__TASK REQUIREMENTS__.
Using the listing below, retype exactly the lines starting at the one with "let entries = archive" and ending at the one with "let base = name", and include both.

■ ■ ■ ■

/// Short form of an image reference used to name containers.
pub fn image_name_prefix(image: &str) -> String {
    let mut prefix = image;
    if let Some(rest) = prefix.strip_prefix("sha256:") {
        let end = rest.char_indices().nth(12).map_or(rest.len(), |(i, _)| i);
        prefix = &rest[..end];
    }
    if prefix.len() == 64 && prefix.chars().all(|c| c.is_ascii_hexdigit()) {
        prefix = &prefix[..12];
    }
    if let Some(rest) = prefix.strip_prefix("oci:") {
        prefix = rest;
        if let Some((dir, _)) = prefix.rsplit_once(':') {
            prefix = dir;
        }
        prefix = prefix.trim_end_matches('/');
    } else {
        prefix = prefix.split(':').next().unwrap_or(prefix);
    }
    prefix = prefix.rsplit('/').next().unwrap_or(prefix);
    prefix = prefix.split('@').next().unwrap_or(prefix);
    prefix.to_string()
}

fn find_unused_container(name: &str, containers: &[Container]) -> String {
    let taken = |n: &str| containers.iter().any(|c| c.names.iter().any(|x| x == n));
    let mut candidate = name.to_string();
    let mut suffix = 1;
    while taken(&candidate) {
        candidate = format!("{}-{}", name, suffix);
        suffix += 1;
    }
    candidate
}

#[cfg(test)]
mod tests {
    use super::*;
    use tempfile::TempDir;

    fn store(dir: &TempDir) -> Store {
        Store::new(&dir.path().join("root"), &dir.path().join("run")).unwrap()
    }

    #[test]
    fn test_image_name_prefix() {
        assert_eq!(image_name_prefix("docker.io/library/alpine:3.19"), "alpine");
        assert_eq!(image_name_prefix("localhost:5000/app@sha256:abc"), "localhost");
        assert_eq!(image_name_prefix("quay.io/team/app@sha256:abc"), "app");
        assert_eq!(image_name_prefix(&format!("sha256:{}", "a".repeat(64))), "aaaaaaaaaaaa");
        assert_eq!(image_name_prefix("oci:/tmp/images/base:v1"), "base");
        assert_eq!(image_name_prefix("sha256:ééééééééééééééé"), "é".repeat(12));
        assert_eq!(image_name_prefix("sha256:ab"), "ab");
    }

    #[test]
    fn test_linked_layer_invariant() {
        let empty = LinkedLayer::new(None, "ENV", "", "", None);
        assert!(empty.history().empty_layer);
        let full = LinkedLayer::new(None, "COPY", "", "", Some(PathBuf::from("/tmp/blob")));
        assert!(!full.history().empty_layer);

        let mut tampered: LinkedLayer = serde_json::from_str(
            r#"{"history":{"created_by":"x","empty_layer":true},"blob_path":"/b"}"#,
        )
        .unwrap();
        tampered.fixup();
        assert!(!tampered.history().empty_layer);
    }

    #[test]
    fn test_scratch_builder_lifecycle() {
        let dir = TempDir::new().unwrap();
        let store = store(&dir);
        let builder = Builder::new(
            &store,
            BuilderOptions {
                from_image: SCRATCH.to_string(),
                ..Default::default()
            },
        )
        .unwrap();
        assert_eq!(builder.container, "working-container");
        assert_eq!(builder.config.config.working_dir, "/");
        assert!(builder.config.created.is_some());
        assert!(!builder.config.os.is_empty());

        let second = Builder::new(&store, BuilderOptions::default()).unwrap();
        assert_eq!(second.container, "working-container-1");

        let reopened = Builder::open(&store, "working-container").unwrap();
        assert_eq!(reopened.container_id, builder.container_id);
        assert_eq!(Builder::open_all(&store).unwrap().len(), 2);

        builder.delete(&store).unwrap();
        assert!(Builder::open(&store, "working-container").is_err());
        assert_eq!(Builder::open_all(&store).unwrap().len(), 1);
    }

    #[test]
    fn test_foreign_state_is_skipped() {
        let dir = TempDir::new().unwrap();
        let store = store(&dir);
        let builder = Builder::new(&store, BuilderOptions::default()).unwrap();
        let path = store.container_directory(&builder.container_id).join(STATE_FILE);
        let mut state: serde_json::Value =
            serde_json::from_slice(&std::fs::read(&path).unwrap()).unwrap();
        state["type"] = serde_json::Value::String("other 1.0".to_string());
        std::fs::write(&path, serde_json::to_vec(&state).unwrap()).unwrap();

        let err = Builder::open(&store, &builder.container_id).unwrap_err();
        assert!(err.to_string().contains("is not a a3s-build container"));
        assert!(Builder::open_all(&store).unwrap().is_empty());
    }

    #[test]
    fn test_mount_and_open_by_path() {
        let dir = TempDir::new().unwrap();
        let store = store(&dir);
        let mut builder = Builder::new(
            &store,
            BuilderOptions {
                container: Some("named".to_string()),
                ..Default::default()
            },
        )
        .unwrap();
        let mountpoint = builder.mount(&store).unwrap();
        let found = Builder::open_by_path(&store, &mountpoint).unwrap();
        assert_eq!(found.container, "named");
        builder.unmount(&store).unwrap();
        assert!(Builder::open_by_path(&store, &mountpoint).is_err());

        assert!(Builder::new(
            &store,
            BuilderOptions {
                container: Some("named".to_string()),
                ..Default::default()
            },
        )
        .is_err());
    }

    #[test]
    fn test_import_container_without_state() {
        let dir = TempDir::new().unwrap();
        let store = store(&dir);
        let container = store.create_container(&["bare".to_string()], None).unwrap();
        let builder = Builder::import(&store, "bare").unwrap();
        assert_eq!(builder.container_id, container.id);
        assert!(Builder::open(&store, "bare").is_ok());
    }

    #[test]
    fn test_missing_base_image() {
        let dir = TempDir::new().unwrap();
        let store = store(&dir);
        let err = Builder::new(
            &store,
            BuilderOptions {
                from_image: "nosuchimage".to_string(),
                ..Default::default()
            },
        )
        .unwrap_err();
        assert!(err.is_not_found());
        assert!(store.containers().unwrap().is_empty());
    }
}
//! Layer diffs: computing them between two directory trees and applying
//! them with whiteout handling.

use std::collections::HashMap;
use std::fs::Metadata;
use std::io::{Read, Write};
use std::os::unix::fs::{FileTypeExt, MetadataExt};
use std::path::{Path, PathBuf};

use a3s_build_core::error::{BuildError, Result};

use crate::copier::{self, Extractor, GetOptions, PutOptions};
use crate::pipe::os_pipe;
use crate::tarfilter::{append_item, TarItem};

/// Prefix marking a removed item in a layer diff.
pub const WHITEOUT_PREFIX: &str = ".wh.";

/// Marks a directory whose lower contents are hidden entirely.
pub const WHITEOUT_OPAQUE_DIR: &str = ".wh..wh..opq";

/// Prefix reserved for whiteout metadata entries.
const WHITEOUT_META_PREFIX: &str = ".wh..wh.";

/// Copy the contents of `src` into `dst`, keeping ownership, permissions
/// and timestamps.
pub fn copy_tree(src: &Path, dst: &Path) -> Result<()> {
    let empty = std::fs::read_dir(src)
        .map_err(|e| {
            BuildError::StorageError(format!("Failed to read {}: {}", src.display(), e))
        })?
        .next()
        .is_none();
    if empty {
        return Ok(());
    }
    let (reader, writer) = os_pipe()?;
    let src = src.to_path_buf();
    let producer = std::thread::spawn(move || -> Result<()> {
        let options = GetOptions::default();
        copier::get(&src, &src, &options, &[".".to_string()], writer)?;
        Ok(())
    });
    let consumed = copier::put(dst, dst, &PutOptions::default(), reader);
    let produced = producer
        .join()
        .map_err(|_| BuildError::Internal("layer copy thread panicked".to_string()))?;
    match (produced, consumed) {
        (Ok(()), Ok(())) => Ok(()),
        (Err(e), Ok(())) | (Ok(()), Err(e)) => Err(e),
        (Err(p), Err(c)) => Err(BuildError::from_many(vec![p, c])),
    }
}

/// Write the changes that turn `lower` into `upper` to `writer`.
pub fn write_diff<W: Write>(lower: Option<&Path>, upper: &Path, writer: W) -> Result<W> {
    let mut differ = Differ {
        lower,
        upper,
        builder: tar::Builder::new(writer),
        hardlinks: HashMap::new(),
    };
    differ.walk(Path::new(""))?;
    differ
        .builder
        .into_inner()
        .map_err(|e| BuildError::StorageError(format!("Failed to finish layer diff: {}", e)))
}

struct Differ<'a, W: Write> {
    lower: Option<&'a Path>,
    upper: &'a Path,
    builder: tar::Builder<W>,
    hardlinks: HashMap<(u64, u64), PathBuf>,
}

impl<'a, W: Write> Differ<'a, W> {
    fn walk(&mut self, rel: &Path) -> Result<()> {
        let dir = self.upper.join(rel);
        let mut names: Vec<_> = std::fs::read_dir(&dir)
            .map_err(|e| {
                BuildError::StorageError(format!("Failed to read {}: {}", dir.display(), e))
            })?
            .flatten()
            .map(|e| e.file_name())
            .collect();
        names.sort();

        if let Some(lower_dir) = self.lower.map(|l| l.join(rel)) {
            if lower_dir.is_dir() && !lower_dir.is_symlink() {
                let mut removed: Vec<_> = std::fs::read_dir(&lower_dir)
                    .map_err(|e| {
                        BuildError::StorageError(format!(
                            "Failed to read {}: {}",
                            lower_dir.display(),
                            e
                        ))
                    })?
                    .flatten()
                    .map(|e| e.file_name())
                    .filter(|name| !names.contains(name))
                    .collect();
                removed.sort();
                for name in removed {
                    let mut whiteout = std::ffi::OsString::from(WHITEOUT_PREFIX);
                    whiteout.push(&name);
                    self.write_whiteout(&rel.join(whiteout))?;
                }
            }
        }

        for name in names {
            let item = rel.join(&name);
            let path = self.upper.join(&item);
            let meta = std::fs::symlink_metadata(&path).map_err(|e| {
                BuildError::StorageError(format!("Failed to stat {}: {}", path.display(), e))
            })?;
            if meta.file_type().is_socket() {
                continue;
            }
            let lower_meta = self
                .lower
                .and_then(|l| std::fs::symlink_metadata(l.join(&item)).ok());
            let changed = match &lower_meta {
                Some(lower_meta) => self.differs(&item, &meta, lower_meta),
                None => true,
            };
            if changed {
                self.write_entry(&item, &path, &meta)?;
            }
            if meta.is_dir() {
                self.walk(&item)?;
            }
        }
        Ok(())
    }

    fn differs(&self, item: &Path, upper: &Metadata, lower: &Metadata) -> bool {
        if upper.file_type() != lower.file_type()
            || upper.mode() != lower.mode()
            || upper.uid() != lower.uid()
            || upper.gid() != lower.gid()
            || upper.mtime() != lower.mtime()
        {
            return true;
        }
        if upper.is_dir() {
            return false;
        }
        if upper.size() != lower.size() || upper.rdev() != lower.rdev() {
            return true;
        }
        if upper.file_type().is_symlink() {
            let targets = (
                std::fs::read_link(self.upper.join(item)).ok(),
                self.lower.and_then(|l| std::fs::read_link(l.join(item)).ok()),
            );
            return targets.0 != targets.1;
        }
        false
    }

    fn write_whiteout(&mut self, name: &Path) -> Result<()> {
        let mut header = tar::Header::new_gnu();
        header.set_entry_type(tar::EntryType::Regular);
        header.set_size(0);
        header.set_mode(0o600);
        let mut item = TarItem::new(header, name);
        append_item(&mut self.builder, &mut item, std::io::empty())
    }

    fn write_entry(&mut self, item: &Path, path: &Path, meta: &Metadata) -> Result<()> {
        let mut header = tar::Header::new_gnu();
        header.set_metadata_in_mode(meta, tar::HeaderMode::Complete);
        let mut entry = TarItem::new(header, item);
        let file_type = meta.file_type();
        if file_type.is_symlink() {
            let target = std::fs::read_link(path)?;
            entry.header.set_size(0);
            entry.link_name = Some(target);
            return append_item(&mut self.builder, &mut entry, std::io::empty());
        }
        if file_type.is_file() {
            let key = (meta.dev(), meta.ino());
            if meta.nlink() > 1 {
                if let Some(first) = self.hardlinks.get(&key).cloned() {
                    entry.header.set_entry_type(tar::EntryType::Link);
                    entry.header.set_size(0);
                    entry.link_name = Some(first);
                    return append_item(&mut self.builder, &mut entry, std::io::empty());
                }
                self.hardlinks.insert(key, item.to_path_buf());
            }
            let file = std::fs::File::open(path).map_err(|e| {
                BuildError::StorageError(format!("Failed to open {}: {}", path.display(), e))
            })?;
            return append_item(&mut self.builder, &mut entry, file);
        }
        entry.header.set_size(0);
        append_item(&mut self.builder, &mut entry, std::io::empty())
    }
}

/// Apply the layer diff in `reader` to the directory `root`.
pub fn apply_diff<R: Read>(root: &Path, reader: R) -> Result<()> {
    let options = PutOptions::default();
    let mut extractor = Extractor::new(root, root, &options)?;
    let mut archive = tar::Archive::new(reader);
    let entries = archive
        .entries()
        .map_err(|e| BuildError::StorageError(format!("Failed to read layer diff: {}", e)))?;
    for entry in entries {
        let mut entry =
            entry.map_err(|e| BuildError::StorageError(format!("Failed to read layer diff: {}", e)))?;
        let name = entry.path()?.into_owned();
        let base = name
            .file_name()
            .map(|b| b.to_string_lossy().into_owned())
            .unwrap_or_default();
        if let Some(hidden) = base.strip_prefix(WHITEOUT_PREFIX) {
            let parent = name.parent().unwrap_or(Path::new(""));
            if base == WHITEOUT_OPAQUE_DIR {
                if let Some(dir) = extractor.host_path(&parent.display().to_string())? {
                    clear_dir(&dir)?;
                }
            } else if !base.starts_with(WHITEOUT_META_PREFIX) {
                let target = parent.join(hidden);
                if let Some(path) = extractor.host_path(&target.display().to_string())? {
                    remove_any(&path)?;
                }
            }
            continue;
        }
        extractor.extract(&mut entry)?;
    }
    extractor.finish()
}

fn remove_any(path: &Path) -> Result<()> {
    let meta = match std::fs::symlink_metadata(path) {
        Ok(m) => m,
        Err(e) if e.kind() == std::io::ErrorKind::NotFound => return Ok(()),
        Err(e) => return Err(e.into()),
    };
    let removed = if meta.is_dir() {
        std::fs::remove_dir_all(path)
    } else {
        std::fs::remove_file(path)
    };
    removed.map_err(|e| {
        BuildError::StorageError(format!("Failed to remove {}: {}", path.display(), e))
    })
}

fn clear_dir(dir: &Path) -> Result<()> {
    let entries = match std::fs::read_dir(dir) {
        Ok(e) => e,
        Err(e) if e.kind() == std::io::ErrorKind::NotFound => return Ok(()),
        Err(e) => return Err(e.into()),
    };
    for entry in entries.flatten() {
        remove_any(&entry.path())?;
    }
    Ok(())
}

#[cfg(test)]
mod tests {
    use super::*;
    use tempfile::TempDir;

    fn names(data: &[u8]) -> Vec<String> {
        let mut archive = tar::Archive::new(data);
        archive
            .entries()
            .unwrap()
            .map(|e| e.unwrap().path().unwrap().display().to_string())
            .collect()
    }

    #[test]
    fn test_copy_tree_and_empty_diff() {
        let dir = TempDir::new().unwrap();
        let lower = dir.path().join("lower");
        let upper = dir.path().join("upper");
        std::fs::create_dir_all(lower.join("etc")).unwrap();
        std::fs::write(lower.join("etc/hosts"), "127.0.0.1 localhost\n").unwrap();
        std::os::unix::fs::symlink("hosts", lower.join("etc/hosts.link")).unwrap();
        std::fs::create_dir_all(&upper).unwrap();
        copy_tree(&lower, &upper).unwrap();
        assert_eq!(
            std::fs::read_link(upper.join("etc/hosts.link")).unwrap(),
            PathBuf::from("hosts")
        );
        let out = write_diff(Some(&lower), &upper, Vec::new()).unwrap();
        assert!(names(&out).is_empty(), "unexpected entries {:?}", names(&out));
    }

    #[test]
    fn test_diff_reports_additions_changes_and_removals() {
        let dir = TempDir::new().unwrap();
        let lower = dir.path().join("lower");
        let upper = dir.path().join("upper");
        std::fs::create_dir_all(lower.join("app")).unwrap();
        std::fs::write(lower.join("app/keep"), "same").unwrap();
        std::fs::write(lower.join("app/gone"), "bye").unwrap();
        std::fs::create_dir_all(&upper).unwrap();
        copy_tree(&lower, &upper).unwrap();

        std::fs::remove_file(upper.join("app/gone")).unwrap();
        std::fs::write(upper.join("app/new"), "hello").unwrap();

        let out = write_diff(Some(&lower), &upper, Vec::new()).unwrap();
        let entries = names(&out);
        assert!(entries.contains(&"app/.wh.gone".to_string()));
        assert!(entries.contains(&"app/new".to_string()));
        assert!(!entries.contains(&"app/keep".to_string()));

        let applied = dir.path().join("applied");
        std::fs::create_dir_all(&applied).unwrap();
        copy_tree(&lower, &applied).unwrap();
        apply_diff(&applied, out.as_slice()).unwrap();
        assert!(!applied.join("app/gone").exists());
        assert_eq!(std::fs::read_to_string(applied.join("app/new")).unwrap(), "hello");
        assert_eq!(std::fs::read_to_string(applied.join("app/keep")).unwrap(), "same");
    }

    #[test]
    fn test_base_diff_includes_everything() {
        let dir = TempDir::new().unwrap();
        let upper = dir.path().join("upper");
        std::fs::create_dir_all(upper.join("bin")).unwrap();
        std::fs::write(upper.join("bin/tool"), "#!/bin/sh\n").unwrap();
        std::fs::hard_link(upper.join("bin/tool"), upper.join("bin/alias")).unwrap();
        let out = write_diff(None, &upper, Vec::new()).unwrap();
        let mut archive = tar::Archive::new(out.as_slice());
        let kinds: Vec<(String, tar::EntryType)> = archive
            .entries()
            .unwrap()
            .map(|e| {
                let e = e.unwrap();
                (e.path().unwrap().display().to_string(), e.header().entry_type())
            })
            .collect();
        assert_eq!(kinds[0].0, "bin");
        assert_eq!(kinds[1], ("bin/alias".to_string(), tar::EntryType::Regular));
        assert_eq!(kinds[2], ("bin/tool".to_string(), tar::EntryType::Link));
    }

    #[test]
    fn test_opaque_whiteout_clears_directory() {
        let dir = TempDir::new().unwrap();
        let root = dir.path();
        std::fs::create_dir_all(root.join("var/cache")).unwrap();
        std::fs::write(root.join("var/cache/a"), "a").unwrap();

        let mut builder = tar::Builder::new(Vec::new());
        let mut header = tar::Header::new_gnu();
        header.set_size(0);
        header.set_mode(0o600);
        builder
            .append_data(&mut header, "var/cache/.wh..wh..opq", std::io::empty())
            .unwrap();
        let data = builder.into_inner().unwrap();
        apply_diff(root, data.as_slice()).unwrap();
        assert!(root.join("var/cache").is_dir());
        assert!(!root.join("var/cache/a").exists());
        assert!(!root.join("var/cache/.wh..wh..opq").exists());
    }
}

■ ■ ■ ■

__REPLY TO THE TASK__.
    let entries = archive
        .entries()
        .map_err(|e| BuildError::StorageError(format!("Failed to read layer diff: {}", e)))?;
    for entry in entries {
        let mut entry =
            entry.map_err(|e| BuildError::StorageError(format!("Failed to read layer diff: {}", e)))?;
        let name = entry.path()?.into_owned();
        let base = name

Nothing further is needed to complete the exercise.